Senigallia: cosa fare e cosa vedere
Affacciata sul mare Adriatico, lungo la costa delle Marche,Senigallia è una delle località balneari più conosciute della regione. A renderla celebre è soprattutto la sua Spiaggia di Velluto, chiamata così per la sabbia dorata, particolarmente fine e morbida. Ma ridurre Senigallia a una semplice destinazione di mare sarebbe un errore: alle giornate trascorse sotto l’ombrellone si possono alternare passeggiate nel centro storico, visite a monumenti rinascimentali, aperitivi sul lungomare, esperienze gastronomiche ed escursioni alla scoperta dell’entroterra marchigiano.
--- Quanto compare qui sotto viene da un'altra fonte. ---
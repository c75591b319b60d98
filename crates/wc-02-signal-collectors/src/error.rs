//! Collector error types.

use thiserror::Error;

/// Why a collector produced no signal.
///
/// Every variant means "signal unavailable" to the caller; none of them
/// should abort a diagnostic run.
#[derive(Debug, Error)]
pub enum CollectorError {
    #[error("HTTP request failed: {0}")]
    Http(#[from] reqwest::Error),

    #[error("Connection failed: {0}")]
    Connection(String),

    #[error("Endpoint answered {status}: {message}")]
    Status { status: u16, message: String },

    #[error("Failed to parse response: {0}")]
    Parse(String),

    #[error("Invalid endpoint: {0}")]
    InvalidEndpoint(String),
}

impl CollectorError {
    /// HTTP status of a non-2xx answer, if that is what this is.
    pub fn status(&self) -> Option<u16> {
        match self {
            CollectorError::Status { status, .. } => Some(*status),
            _ => None,
        }
    }
}
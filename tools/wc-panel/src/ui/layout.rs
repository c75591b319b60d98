//! Main layout orchestration.
//!
//! ```text
//! ┌─────────────────────────────────────────────────────────────────┐
//! │  WIFI-CHECK v0.1.0   Last run: 12:04:31        [R]un [A]bout [Q]│
//! ├────────────────────────────────┬────────────────────────────────┤
//! │  HTTPS / MITM                  │  PUBLIC IP (STUN)              │
//! ├────────────────────────────────┼────────────────────────────────┤
//! │  LATENCY                       │  PROXIES / HEADERS             │
//! ├────────────────────────────────┴──────────────┬─────────────────┤
//! │  SECURITY SCORE                               │  THROUGHPUT     │
//! └───────────────────────────────────────────────┴─────────────────┘
//! │  disclaimer                                                      │
//! └─────────────────────────────────────────────────────────────────┘
//! ```

use ratatui::{
    layout::{Constraint, Direction, Layout, Rect},
    style::{Color, Modifier, Style},
    text::{Line, Span},
    widgets::{Block, Borders, Paragraph},
    Frame,
};

use crate::domain::{App, AppState, PanelSnapshot};

use super::{sections, widgets};

/// Render the entire UI.
pub fn render(frame: &mut Frame, app: &App) {
    let size = frame.area();

    // Main vertical layout: header, body, footer
    let main_chunks = Layout::default()
        .direction(Direction::Vertical)
        .constraints([
            Constraint::Length(3), // Header
            Constraint::Min(12),   // Body
            Constraint::Length(3), // Footer
        ])
        .split(size);

    render_header(frame, main_chunks[0], &app.snapshot);
    render_body(frame, main_chunks[1], app);
    render_footer(frame, main_chunks[2], &app.snapshot);

    if app.state == AppState::About {
        widgets::render_about_overlay(frame);
    }
}

/// Render the header bar.
fn render_header(frame: &mut Frame, area: Rect, snapshot: &PanelSnapshot) {
    let title = vec![
        Span::styled(
            " WIFI-CHECK ",
            Style::default()
                .fg(Color::Cyan)
                .add_modifier(Modifier::BOLD),
        ),
        Span::styled(
            concat!("v", env!("CARGO_PKG_VERSION")),
            Style::default().fg(Color::DarkGray),
        ),
    ];

    // Current stage while running, otherwise the last completion time
    let status = if let Some(stage) = snapshot.stage {
        Span::styled(
            format!(" ⟳ {}... ", stage.label()),
            Style::default().fg(Color::Yellow),
        )
    } else if let Some(time) = snapshot.last_run {
        Span::styled(
            format!(
                " Last run: {} ",
                time.with_timezone(&chrono::Local).format("%Y-%m-%d %H:%M:%S")
            ),
            Style::default().fg(Color::DarkGray),
        )
    } else {
        Span::styled(" Not run yet ", Style::default().fg(Color::DarkGray))
    };

    let hints = vec![
        Span::styled("[R]", Style::default().fg(Color::Yellow)),
        Span::raw("un tests "),
        Span::styled("[A]", Style::default().fg(Color::Yellow)),
        Span::raw("bout "),
        Span::styled("[Q]", Style::default().fg(Color::Yellow)),
        Span::raw("uit "),
    ];

    // Calculate spacing
    let title_len: usize = title.iter().map(|s| s.width()).sum();
    let status_len = status.width();
    let hints_len: usize = hints.iter().map(|s| s.width()).sum();
    let padding = usize::from(area.width.saturating_sub(2))
        .saturating_sub(title_len + status_len + hints_len);

    let mut spans = title;
    spans.push(status);
    spans.push(Span::raw(" ".repeat(padding)));
    spans.extend(hints);

    let header = Paragraph::new(Line::from(spans)).block(
        Block::default()
            .borders(Borders::ALL)
            .border_style(Style::default().fg(Color::DarkGray)),
    );

    frame.render_widget(header, area);
}

/// Render the section grid.
fn render_body(frame: &mut Frame, area: Rect, app: &App) {
    let rows = Layout::default()
        .direction(Direction::Vertical)
        .constraints([
            Constraint::Ratio(1, 3),
            Constraint::Ratio(1, 3),
            Constraint::Ratio(1, 3),
        ])
        .split(area);

    let halves = |area: Rect| {
        Layout::default()
            .direction(Direction::Horizontal)
            .constraints([Constraint::Percentage(50), Constraint::Percentage(50)])
            .split(area)
    };

    let snapshot = &app.snapshot;
    let top = halves(rows[0]);
    sections::render_transport(frame, top[0], snapshot);
    sections::render_public_ip(frame, top[1], snapshot);

    let middle = halves(rows[1]);
    sections::render_latency(frame, middle[0], snapshot);
    sections::render_proxies(frame, middle[1], snapshot);

    if app.throughput_enabled {
        let bottom = Layout::default()
            .direction(Direction::Horizontal)
            .constraints([Constraint::Percentage(70), Constraint::Percentage(30)])
            .split(rows[2]);
        sections::render_score(frame, bottom[0], snapshot);
        sections::render_throughput(frame, bottom[1], snapshot);
    } else {
        sections::render_score(frame, rows[2], snapshot);
    }
}

/// Render the footer with the probed endpoint and the disclaimer.
fn render_footer(frame: &mut Frame, area: Rect, snapshot: &PanelSnapshot) {
    let line = vec![
        Span::styled(snapshot.endpoint.clone(), Style::default().fg(Color::Cyan)),
        Span::raw("  "),
        Span::styled(
            "Hints about the security of the route only. Not a substitute for professional traffic analysis tools.",
            Style::default().fg(Color::DarkGray),
        ),
    ];

    let footer = Paragraph::new(Line::from(line))
        .block(
            Block::default()
                .borders(Borders::ALL)
                .border_style(Style::default().fg(Color::DarkGray)),
        )
        .centered();

    frame.render_widget(footer, area);
}
//! Request and transfer counters served by `/health`.

use std::sync::atomic::{AtomicU64, Ordering};
use std::time::{Duration, Instant};

/// Probe API counters
#[derive(Debug)]
pub struct ProbeMetrics {
    started: Instant,
    requests_total: AtomicU64,
    errors_total: AtomicU64,
    bytes_sent: AtomicU64,
    bytes_received: AtomicU64,
    total_latency_ms: AtomicU64,
}

impl Default for ProbeMetrics {
    fn default() -> Self {
        Self {
            started: Instant::now(),
            requests_total: AtomicU64::new(0),
            errors_total: AtomicU64::new(0),
            bytes_sent: AtomicU64::new(0),
            bytes_received: AtomicU64::new(0),
            total_latency_ms: AtomicU64::new(0),
        }
    }
}

impl ProbeMetrics {
    pub fn new() -> Self {
        Self::default()
    }

    /// Record a completed request. 4xx and 5xx count as errors.
    pub fn record_request(&self, status: u16, latency: Duration) {
        self.requests_total.fetch_add(1, Ordering::Relaxed);
        if status >= 400 {
            self.errors_total.fetch_add(1, Ordering::Relaxed);
        }
        self.total_latency_ms
            .fetch_add(latency.as_millis() as u64, Ordering::Relaxed);
    }

    /// Download probe payload bytes.
    pub fn record_sent(&self, bytes: u64) {
        self.bytes_sent.fetch_add(bytes, Ordering::Relaxed);
    }

    /// Upload probe body bytes.
    pub fn record_received(&self, bytes: u64) {
        self.bytes_received.fetch_add(bytes, Ordering::Relaxed);
    }

    pub fn uptime(&self) -> Duration {
        self.started.elapsed()
    }

    /// Get average handler latency in ms
    pub fn average_latency_ms(&self) -> f64 {
        let total = self.total_latency_ms.load(Ordering::Relaxed);
        let count = self.requests_total.load(Ordering::Relaxed);
        if count == 0 {
            0.0
        } else {
            total as f64 / count as f64
        }
    }

    pub fn snapshot(&self) -> MetricsSnapshot {
        MetricsSnapshot {
            uptime_secs: self.uptime().as_secs(),
            requests_total: self.requests_total.load(Ordering::Relaxed),
            errors_total: self.errors_total.load(Ordering::Relaxed),
            bytes_sent: self.bytes_sent.load(Ordering::Relaxed),
            bytes_received: self.bytes_received.load(Ordering::Relaxed),
            average_latency_ms: self.average_latency_ms(),
        }
    }
}

/// Point-in-time copy of [`ProbeMetrics`].
#[derive(Debug, Clone, Copy, Default, PartialEq)]
pub struct MetricsSnapshot {
    pub uptime_secs: u64,
    pub requests_total: u64,
    pub errors_total: u64,
    pub bytes_sent: u64,
    pub bytes_received: u64,
    pub average_latency_ms: f64,
}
È probabilmente l’immagine più conosciuta della città. La Rotonda a Mare si protende direttamente sull’Adriatico ed è collegata alla spiaggia attraverso un lungo pontile. L’edificio, dalle caratteristiche linee razionaliste, risale agli anni Trenta ed è oggi utilizzato anche per mostre, concerti ed eventi. Raggiungerla passeggiando sul lungomare è una delle esperienze da non perdere. Particolarmente suggestivi sono l’alba e il tramonto, quando la Rotonda e il pontile diventano anche uno dei punti più fotografati della città. Dal mare bastano pochi minuti per raggiungere il centro storico. Qui si incontra uno dei monumenti più importanti di Senigallia: la Rocca Roveresca, imponente fortezza legata alla famiglia Della Rovere. L’aspetto attuale è il risultato di diverse fasi costruttive e delle trasformazioni avvenute soprattutto durante il Rinascimento.
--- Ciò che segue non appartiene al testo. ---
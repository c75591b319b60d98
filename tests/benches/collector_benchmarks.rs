//! # wifi-check Collector Benchmarks
//!
//! Hot paths on the client side of a diagnostic run:
//!
//! | Area | Operation |
//! |------|-----------|
//! | wc-01 Address Discovery | candidate line parsing, STUN response decoding |
//! | wc-03 Score | latency statistics, score aggregation |

use criterion::{black_box, criterion_group, criterion_main, BenchmarkId, Criterion, Throughput};
use rand::Rng;
use shared_types::{HeaderSet, ScoreRequest};
use wc_01_address_discovery::adapters::stun_codec::{
    decode_binding_response, encode_binding_success, new_transaction_id,
};
use wc_01_address_discovery::{reflexive_address, CandidateDescriptor, CandidateSet};
use wc_03_score::{compute_score, LatencyStats};

const SRFLX: &str = "candidate:842163049 1 udp 1677729535 203.0.113.7 51734 typ srflx raddr 192.168.1.20 rport 51734 generation 0";
const HOST: &str = "candidate:1 1 udp 2122260223 192.168.1.20 51734 typ host generation 0";

// ============================================================================
// WC-01: Address Discovery
// ============================================================================

fn bench_candidate_parsing(c: &mut Criterion) {
    let mut group = c.benchmark_group("wc-01-candidates");

    group.bench_function("descriptor_parse_srflx", |b| {
        b.iter(|| black_box(CandidateDescriptor::parse(black_box(SRFLX))))
    });

    group.bench_function("reflexive_address_host", |b| {
        b.iter(|| black_box(reflexive_address(black_box(HOST))))
    });

    // Gathering typically yields a handful of lines per interface.
    for count in [4usize, 16, 64] {
        let lines: Vec<String> = (0..count)
            .map(|i| {
                if i % 4 == 0 {
                    format!(
                        "candidate:{i} 1 udp 1677729535 203.0.113.{} 51734 typ srflx raddr 192.168.1.20 rport 51734",
                        i % 250
                    )
                } else {
                    format!("candidate:{i} 1 udp 2122260223 192.168.1.{} 51734 typ host", i % 250)
                }
            })
            .collect();

        group.throughput(Throughput::Elements(count as u64));
        group.bench_with_input(BenchmarkId::new("candidate_set_observe", count), &lines, |b, lines| {
            b.iter(|| {
                let mut set = CandidateSet::new();
                for line in lines {
                    set.observe(line);
                }
                black_box(set.len())
            })
        });
    }

    group.finish();
}

fn bench_stun_decoding(c: &mut Criterion) {
    let txn = new_transaction_id();
    let response = encode_binding_success(&txn, "203.0.113.7:51734".parse().unwrap());

    c.bench_function("wc-01-stun/decode_binding_success", |b| {
        b.iter(|| black_box(decode_binding_response(black_box(&response))))
    });
}

// ============================================================================
// WC-03: Score
// ============================================================================

fn random_samples(count: usize) -> Vec<f64> {
    let mut rng = rand::thread_rng();
    (0..count).map(|_| rng.gen_range(5.0..1500.0)).collect()
}

fn bench_latency_stats(c: &mut Criterion) {
    let mut group = c.benchmark_group("wc-03-latency-stats");

    for count in [5usize, 50, 500] {
        let samples = random_samples(count);
        group.throughput(Throughput::Elements(count as u64));
        group.bench_with_input(BenchmarkId::from_parameter(count), &samples, |b, samples| {
            b.iter(|| black_box(LatencyStats::from_samples(black_box(samples))))
        });
    }

    group.finish();
}

fn bench_compute_score(c: &mut Criterion) {
    let mut group = c.benchmark_group("wc-03-score");

    let clean = ScoreRequest {
        https_secure: true,
        public_ip: Some("203.0.113.7".into()),
        latency_samples: Some(random_samples(5)),
        ..Default::default()
    };
    group.bench_function("clean_connection", |b| {
        b.iter(|| black_box(compute_score(black_box(&clean))))
    });

    let proxy_headers: HeaderSet = [
        ("via".to_string(), "1.1 proxy.example.net".to_string()),
        ("x-forwarded-for".to_string(), "198.51.100.20".to_string()),
    ]
    .into_iter()
    .collect();
    let penalised = ScoreRequest {
        https_secure: false,
        public_ip: Some("203.0.113.7".into()),
        latency_samples: Some(vec![900.0, 950.0, 1000.0, 870.0, 910.0]),
        raw_headers: proxy_headers.clone(),
        proxy_headers,
    };
    group.bench_function("every_penalty", |b| {
        b.iter(|| black_box(compute_score(black_box(&penalised))))
    });

    group.finish();
}

criterion_group!(
    benches,
    bench_candidate_parsing,
    bench_stun_decoding,
    bench_latency_stats,
    bench_compute_score,
);
criterion_main!(benches);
La visita permette di scoprire cortili, ambienti interni e strutture difensive, ma vale la pena osservare la Rocca anche dall’esterno, dalla scenografica Piazza del Duca. Nelle immediate vicinanze si trovano inoltre il Palazzo del Duca e la Fontana delle Anatre. Proseguendo la passeggiata si raggiunge il Foro Annonario, elegante struttura neoclassica dalla caratteristica pianta circolare. È uno dei luoghi più vivaci della città e ospita mercati, iniziative culturali e manifestazioni. Di giorno conserva l’atmosfera del tradizionale luogo di commercio cittadino, mentre nelle sere estive diventa un piacevole punto d’incontro. Da vedere anche i vicini Portici Ercolani, costruiti nel Settecento lungo il fiume Misa e legati alla grande tradizione commerciale della città. Una passeggiata sotto i portici consente di scoprire un volto di Senigallia molto diverso da quello balneare.
Tra le cose più semplici e piacevoli da fare a Senigallia c’è una passeggiata verso il porto e lungo il molo. È un modo per osservare la città da una prospettiva diversa, respirare l’atmosfera marinara e concedersi qualche momento di tranquillità. Chi ama muoversi può inoltre percorrere il lungomare in bicicletta, alternando soste in spiaggia, nei locali e nei punti panoramici. La sera questa zona cambia volto grazie a ristoranti, gelaterie e locali che animano la costa.
Una visita non può prescindere dalla gastronomia. Senigallia è diventata una destinazione particolarmente interessante anche per gli amanti della cucina grazie alla presenza di importanti chef e ristoranti di alta cucina. Accanto alle esperienze gourmet rimane però fortissima la tradizione marchigiana. Nei ristoranti e nelle trattorie si possono assaggiare piatti di pesce dell’Adriatico, fritture, primi a base di prodotti del mare e ricette legate alla cucina locale, accompagnandoli con i vini delle Marche.
Senigallia è particolarmente vivace durante l’estate. L’appuntamento più famoso è il Summer Jamboree, manifestazione internazionale dedicata alla musica e alla cultura americana degli anni Quaranta e Cinquanta. Per diversi giorni concerti, balli swing, abiti vintage e atmosfere rock’n’roll trasformano strade, piazze e lungomare.
Durante la bella stagione il calendario comprende inoltre spettacoli, mercatini, concerti e iniziative culturali, rendendo piacevole soggiornare in città anche per chi desidera alternare il mare al divertimento serale. Senigallia può infine diventare un ottimo punto di partenza per conoscere l’entroterra marchigiano. Allontanandosi dalla costa si incontrano le valli dei fiumi Misa e Nevola, piccoli borghi, colline coltivate e paesaggi rurali.